**What the task requires:** If a line in the data below contains the word "serde", copy it out.

· · · · ·

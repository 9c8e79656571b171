//! Answer generation from retrieved context.
//!
//! The core never depends on a language model. [`AnswerGenerator`] is the
//! seam the HTTP layer calls after retrieval; [`format_context`] renders the
//! ranked results into the context block handed to it.

use async_trait::async_trait;

use crate::document::SearchResult;
use crate::error::Result;

/// Default sampling temperature when the caller does not choose one.
pub const DEFAULT_TEMPERATURE: f32 = 1.0;

/// Default completion length when the caller does not choose one.
pub const DEFAULT_MAX_TOKENS: u32 = 100;

/// Inputs for a single answer.
#[derive(Debug, Clone, PartialEq)]
pub struct GenerationRequest {
    /// The user's question, without the topic prefix.
    pub question: String,
    /// Retrieved context, as produced by [`format_context`].
    pub context: String,
    /// Sampling temperature.
    pub temperature: f32,
    /// Maximum number of tokens to generate.
    pub max_tokens: u32,
}

impl GenerationRequest {
    /// A request with default temperature and length.
    pub fn new(question: impl Into<String>, context: impl Into<String>) -> Self {
        Self {
            question: question.into(),
            context: context.into(),
            temperature: DEFAULT_TEMPERATURE,
            max_tokens: DEFAULT_MAX_TOKENS,
        }
    }
}

/// Produces an answer from a question and its context.
#[async_trait]
pub trait AnswerGenerator: Send + Sync {
    /// Engine name, as selected by callers.
    fn name(&self) -> &str;

    /// Generate an answer.
    async fn generate(&self, request: &GenerationRequest) -> Result<String>;
}

/// Render ranked results as a numbered context block with provenance.
pub fn format_context(results: &[SearchResult]) -> String {
    results
        .iter()
        .enumerate()
        .map(|(i, result)| {
            format!("[{}] {}\n{}", i + 1, result.chunk.source_label(), result.chunk.text.trim())
        })
        .collect::<Vec<_>>()
        .join("\n\n")
}

/// OpenAI-compatible `/chat/completions` generator.
///
/// Only available with the `openai` feature.
#[cfg(feature = "openai")]
pub mod openai {
    use async_trait::async_trait;
    use serde::{Deserialize, Serialize};
    use tracing::debug;

    use super::{AnswerGenerator, GenerationRequest};
    use crate::config::GeneratorConfig;
    use crate::error::{RagError, Result};
    use crate::openai::OpenAIClient;

    const SYSTEM_PROMPT: &str = "Answer the question using only the provided context. \
        If the context does not contain the answer, say that you don't know.";

    /// Calls an OpenAI-compatible chat completions endpoint.
    ///
    /// # Example
    ///
    /// ```rust,ignore
    /// let generator = OpenAICompatibleGenerator::new(GeneratorConfig {
    ///     base_url: "http://localhost:8080/v1".into(),
    ///     model: "llama-2-13b-chat".into(),
    ///     api_key: None,
    /// });
    /// let answer = generator.generate(&GenerationRequest::new(question, context)).await?;
    /// ```
    pub struct OpenAICompatibleGenerator {
        client: OpenAIClient,
        model: String,
    }

    impl OpenAICompatibleGenerator {
        /// Create a generator from its connection settings.
        pub fn new(config: GeneratorConfig) -> Self {
            let client = OpenAIClient::new(
                &config.base_url,
                config.api_key,
                config.model.clone(),
                |provider, message| RagError::GenerationError { provider, message },
            );
            Self { client, model: config.model }
        }
    }

    #[derive(Serialize)]
    struct ChatRequest<'a> {
        model: &'a str,
        messages: [ChatMessage; 2],
        temperature: f32,
        max_tokens: u32,
    }

    #[derive(Serialize)]
    struct ChatMessage {
        role: &'static str,
        content: String,
    }

    #[derive(Deserialize)]
    struct ChatResponse {
        choices: Vec<Choice>,
    }

    #[derive(Deserialize)]
    struct Choice {
        message: ResponseMessage,
    }

    #[derive(Deserialize)]
    struct ResponseMessage {
        #[serde(default)]
        content: Option<String>,
    }

    #[async_trait]
    impl AnswerGenerator for OpenAICompatibleGenerator {
        fn name(&self) -> &str {
            &self.model
        }

        async fn generate(&self, request: &GenerationRequest) -> Result<String> {
            debug!(model = %self.model, max_tokens = request.max_tokens, "generating answer");

            let body = ChatRequest {
                model: &self.model,
                messages: [
                    ChatMessage { role: "system", content: SYSTEM_PROMPT.to_string() },
                    ChatMessage {
                        role: "user",
                        content: format!(
                            "Context:\n{}\n\nQuestion: {}",
                            request.context, request.question
                        ),
                    },
                ],
                temperature: request.temperature,
                max_tokens: request.max_tokens,
            };
            let response: ChatResponse = self.client.post("chat/completions", &body).await?;

            response
                .choices
                .into_iter()
                .next()
                .and_then(|choice| choice.message.content)
                .map(|content| content.trim().to_string())
                .ok_or_else(|| self.client.fail("response contained no answer"))
        }
    }
}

· · · · ·

**Answer section:**
    use serde::{Deserialize, Serialize};
        #[serde(default)]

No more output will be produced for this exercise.